Ирина Михайловна, в черном обтягивающем платье, сидела немного боком на жестком диване в самом конце стола.

На этом диване художник спал в мастерской. На нем и умер. Стол был придвинут к дивану близко. Ирине Михайловне было тесно, она была большая, как греческая амфора, с тонкой длинной шеей. Платье не закрывало колен. И ей было неловко.

– Вот как устроено современное искусство? Кто интересен современному искусству? Его проблема в чем заключалась? В том, что он не был интересен современному искусству.

– Его проблема заключалась в том, что он был алкоголик. Он пил, – возмутилась вдова, – пил. Я прошла этот ад, я сказала – больше не могу. Я его выпустила из…

Вдова задумалась, сжала ладони в кулак и резко разжала.

– Аня, – мужчина, седина которого была словно отлита из серебра, погладил ее по плечу. Был он худой, острый как нож.

– Герман, я его выпустила, там с ним потом какие-то возились. Пили с ним, они его и убили. Водил их на нашу дачу.

Ирина Михайловна почувствовала, что краснеет.


Она приезжала к нему на дачу. Так он называл это место. Но какая это была дача? Мать Ирины Михайловны выросла в деревне, и она сама и летом и зимой приезжала к ней по выходным и трудилась. Пять соток огород, скотина, вечером доили корову. Носили из сарая в дом по два ведра, накрытых марлей, молоко теплое, густое. Цедили и разливали в банки. Туалет на улице. Надо идти через сарай с коровой, корова влажно мычит за перегородкой. Запах сена и навоза. Галоши на голые ноги, даже зимой.

Так же и у них на даче, такой же бедный деревенский дом. Вот у Сталина была дача, ездили в Абхазию, смотрели с экскурсией, или вот те дома в журналах, с колоннами, или вот даже у Оксаны, подруги, дом в Балашихе, простой, но с палисадником, беседкой, баней. А там?
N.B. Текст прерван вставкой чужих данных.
//! The jolt binary: parse arguments, run a build, report, exit.

use clap::Parser;

mod args;
mod driver;

fn main() {
    // Tracing output is opt-in via JOLT_LOG; diagnostics go through the
    // build log, not tracing
    tracing_subscriber::fmt()
        .with_env_filter(
            tracing_subscriber::EnvFilter::try_from_env("JOLT_LOG")
                .unwrap_or_else(|_| tracing_subscriber::EnvFilter::new("off")),
        )
        .with_writer(std::io::stderr)
        .init();

    let cli_args = args::CliArgs::parse();
    match driver::run(cli_args) {
        Ok(code) => std::process::exit(code),
        Err(error) => {
            eprintln!("error: {error:#}");
            std::process::exit(1);
        }
    }
}
//! Source map generation.
//!
//! Each printed file produces a [`SourceMapChunk`]: VLQ-encoded mapping
//! segments whose deltas start from a zero state. Chunks are built in
//! parallel; when output files are concatenated, only each chunk's
//! *first* segment has to be re-encoded against the accumulated state
//! (the rebase step), because all later segments are deltas within the
//! chunk. The final JSON is standard source map v3.

use base64::Engine;
use serde::Serialize;

/// Base64 VLQ encoding used by the `mappings` field.
pub mod vlq {
    const ALPHABET: &[u8; 64] =
        b"ABCDEFGHIJKLMNOPQRSTUVWXYZabcdefghijklmnopqrstuvwxyz0123456789+/";

    pub fn encode(value: i64) -> String {
        let mut out = String::new();
        encode_into(value, &mut out);
        out
    }

    pub fn encode_into(value: i64, out: &mut String) {
        // Sign goes in the low bit
        let mut vlq = if value < 0 {
            (((-value) as u64) << 1) | 1
        } else {
            (value as u64) << 1
        };
        loop {
            let mut digit = (vlq & 0x1f) as usize;
            vlq >>= 5;
            if vlq != 0 {
                digit |= 0x20;
            }
            out.push(ALPHABET[digit] as char);
            if vlq == 0 {
                break;
            }
        }
    }
}

/// One absolute mapping within a file: generated (line, column) →
/// original (line, column). Columns count UTF-16 units.
#[derive(Clone, Copy, Debug, Default, PartialEq, Eq)]
pub struct Mapping {
    pub generated_line: u32,
    pub generated_column: u32,
    pub original_line: u32,
    pub original_column: u32,
}

/// Per-file mapping chunk. The first segment is stored in absolute form
/// so concatenation can rebase it; everything after it is already
/// VLQ-encoded with in-chunk deltas.
#[derive(Clone, Debug, Default)]
pub struct SourceMapChunk {
    pub first: Option<Mapping>,
    /// Encoded segments after the first, including `;` line separators
    /// and `,` segment separators. Must be appended verbatim after the
    /// rebased first segment.
    pub buffer: String,
    prev: Mapping,
}

impl SourceMapChunk {
    pub fn new() -> Self {
        SourceMapChunk::default()
    }

    pub fn is_empty(&self) -> bool {
        self.first.is_none()
    }

    /// Append one mapping. Calls must arrive in generated order.
    pub fn add(&mut self, mapping: Mapping) {
        let Some(_) = self.first else {
            self.first = Some(mapping);
            self.prev = mapping;
            return;
        };
        if mapping == self.prev {
            return;
        }
        if mapping.generated_line > self.prev.generated_line {
            for _ in self.prev.generated_line..mapping.generated_line {
                self.buffer.push(';');
            }
            // Generated columns restart on every line
            vlq::encode_into(mapping.generated_column as i64, &mut self.buffer);
        } else {
            if mapping.generated_column == self.prev.generated_column {
                return;
            }
            self.buffer.push(',');
            vlq::encode_into(
                mapping.generated_column as i64 - self.prev.generated_column as i64,
                &mut self.buffer,
            );
        }
        // Same source file throughout a chunk
        vlq::encode_into(0, &mut self.buffer);
        vlq::encode_into(
            mapping.original_line as i64 - self.prev.original_line as i64,
            &mut self.buffer,
        );
        vlq::encode_into(
            mapping.original_column as i64 - self.prev.original_column as i64,
            &mut self.buffer,
        );
        self.prev = mapping;
    }
}

/// Standard v3 source map, serialized with serde.
#[derive(Debug, Serialize)]
pub struct SourceMap {
    pub version: u32,
    pub sources: Vec<String>,
    #[serde(rename = "sourcesContent")]
    pub sources_content: Vec<String>,
    pub names: Vec<String>,
    pub mappings: String,
}

impl SourceMap {
    pub fn to_json(&self) -> String {
        serde_json::to_string(self).unwrap_or_default()
    }

    /// `//# sourceMappingURL=data:...` payload for inline maps.
    pub fn to_inline_comment(&self) -> String {
        let encoded = base64::engine::general_purpose::STANDARD.encode(self.to_json());
        format!("//# sourceMappingURL=data:application/json;base64,{encoded}")
    }
}

/// Concatenates per-file chunks into the final `mappings` stream,
/// rebasing each chunk's first segment against the accumulated state.
pub struct SourceMapJoiner {
    sources: Vec<String>,
    sources_content: Vec<String>,
    mappings: String,
    current_generated_line: u32,
    prev_generated_column: u32,
    line_has_segments: bool,
    prev_source: i64,
    prev_original_line: i64,
    prev_original_column: i64,
}

impl Default for SourceMapJoiner {
    fn default() -> Self {
        SourceMapJoiner {
            sources: Vec::new(),
            sources_content: Vec::new(),
            mappings: String::new(),
            current_generated_line: 0,
            prev_generated_column: 0,
            line_has_segments: false,
            prev_source: -1,
            prev_original_line: 0,
            prev_original_column: 0,
        }
    }
}

impl SourceMapJoiner {
    pub fn new() -> Self {
        SourceMapJoiner::default()
    }

    /// Register a source file; returns its index in the final map.
    pub fn add_source(&mut self, path: impl Into<String>, contents: impl Into<String>) -> usize {
        self.sources.push(path.into());
        self.sources_content.push(contents.into());
        self.sources.len() - 1
    }

    /// Append a file's chunk. `line_offset` is the generated line at
    /// which the file's text begins; `line_count` is how many lines the
    /// file's text spans.
    pub fn append_chunk(
        &mut self,
        chunk: &SourceMapChunk,
        source_index: usize,
        line_offset: u32,
        line_count: u32,
    ) {
        let Some(first) = chunk.first else {
            return;
        };

        // Advance to the first mapping's generated line
        let target_line = line_offset + first.generated_line;
        if target_line > self.current_generated_line {
            for _ in self.current_generated_line..target_line {
                self.mappings.push(';');
            }
            self.current_generated_line = target_line;
            self.prev_generated_column = 0;
            self.line_has_segments = false;
        }

        // Rebase the first segment against the accumulated state
        if self.line_has_segments {
            self.mappings.push(',');
        }
        vlq::encode_into(
            first.generated_column as i64 - self.prev_generated_column as i64,
            &mut self.mappings,
        );
        // With no prior segment the source delta is the absolute index
        vlq::encode_into(source_index as i64 - self.prev_source.max(0), &mut self.mappings);
        vlq::encode_into(
            first.original_line as i64 - self.prev_original_line,
            &mut self.mappings,
        );
        vlq::encode_into(
            first.original_column as i64 - self.prev_original_column,
            &mut self.mappings,
        );

        // The rest of the chunk is already correctly delta-encoded
        self.mappings.push_str(&chunk.buffer);

        // Roll the accumulated state to the chunk's end
        let end = last_mapping_of(chunk);
        let lines_in_buffer = chunk.buffer.matches(';').count() as u32;
        self.current_generated_line = target_line + lines_in_buffer;
        self.prev_generated_column = end.generated_column;
        self.line_has_segments = true;
        self.prev_source = source_index as i64;
        self.prev_original_line = end.original_line as i64;
        self.prev_original_column = end.original_column as i64;

        // Account for the remainder of the file's text
        let file_end_line = line_offset + line_count;
        if file_end_line > self.current_generated_line {
            for _ in self.current_generated_line..file_end_line {
                self.mappings.push(';');
            }
            self.current_generated_line = file_end_line;
            self.prev_generated_column = 0;
            self.line_has_segments = false;
        }
    }

    pub fn finish(self) -> SourceMap {
        SourceMap {
            version: 3,
            sources: self.sources,
            sources_content: self.sources_content,
            names: Vec::new(),
            mappings: self.mappings,
        }
    }
}

/// Absolute values of a chunk's final mapping, replayed from its parts.
fn last_mapping_of(chunk: &SourceMapChunk) -> Mapping {
    // The chunk tracked this while building
    chunk.prev
}

#[cfg(test)]
#[path = "../tests/source_map_unit.rs"]
mod tests;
Изба, уходящая в землю, прямоугольники окон, длинных, тоже почти до земли. Тюлевые занавески, резные наличники. И сам дом со стершейся бледно-голубой краской, в белых прожилках трещин. Покосившаяся лавка перед фасадом. Засыпанный снегом колодец. Единственное, что новое, – крыльцо, свежевыкрашенное коричневой краской, словно облитое шоколадной глазурью. Вход в комнату через сени. Холодно, пахнет сгнившим деревом, отсыревшими тканями и красками. В передней печь, которую он не топил, потому что есть отопление. Но туалета нет. И умываться как?

«Ношу воду из колодца», – показывает на старый умывальник, похожий на часы с маятником. Вода через дырочку в тазу льется в железное ведро. Смеется. Уже выпил с утра.

И она тоже привезла. Еще два пакета с едой. Холодильник у него сломался. Она расстроилась. А он нет.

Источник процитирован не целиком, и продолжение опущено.